The digital transformation gives rise to new ways to perform work that often fail to meet the traditional criteria for the classification of workers as subordinate employees. This is the case with the multifaceted occupations in the “Gig-economy”, that include phenomena such as on-demand work via app, platform work and crowdwork. In those circumstances businesses take a “dematerialized” shape, that consists of making available via app a virtual market place on which providers and costumers can satisfy their reciprocal interests and needs, under the supervision and with the guarantee of the company owning the platform.

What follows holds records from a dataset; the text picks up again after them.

//! Destination for extracted text

use crate::error::Result;
use std::io::Write;
use std::path::{Path, PathBuf};

/// Where extracted text goes. Status messages never go here.
#[derive(Debug, Clone, PartialEq, Eq)]
pub enum OutputTarget {
    Stdout,
    /// File to create or overwrite
    File(PathBuf),
}

impl OutputTarget {
    /// Interpret the optional output argument; absent or `-` means stdout
    pub fn from_arg(arg: Option<PathBuf>) -> Self {
        match arg {
            Some(path) if path != Path::new("-") => OutputTarget::File(path),
            _ => OutputTarget::Stdout,
        }
    }

    /// Write `text` to this destination
    pub fn write(&self, text: &str) -> Result<()> {
        match self {
            OutputTarget::Stdout => {
                let stdout = std::io::stdout();
                let mut handle = stdout.lock();
                write_text(&mut handle, text)
            }
            OutputTarget::File(path) => {
                std::fs::write(path, text)?;
                tracing::info!("Written to {}", path.display());
                Ok(())
            }
        }
    }
}

fn write_text<W: Write>(writer: &mut W, text: &str) -> Result<()> {
    writeln!(writer, "{}", text)?;
    writer.flush()?;
    Ok(())
}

Specific objectives of this strand of research are:
- to identify the main risks and interests faced and expressed by platform workers in the framework of their work relationship, also with regard to health and safety (including assurance aspects), privacy, performance control and performance assessment, profiles and rating portability, access stability to platforms;
- to identify Union strategies and other experiences of organisation of platform workers (national and transnational level);
- to collect and conduct an analysis on collectively agreed regulations of platform work, deepening various aspects such as actors, procedure and contents of the bargaining;
- to investigate how platform work affects interest representation and the existence of new forms of representation;
- to identify the main constraints faced by social partners as regulatory agents in this field and to find ways to remove them;
- to investigate the legal classification of platform workers and its impact on interest representation.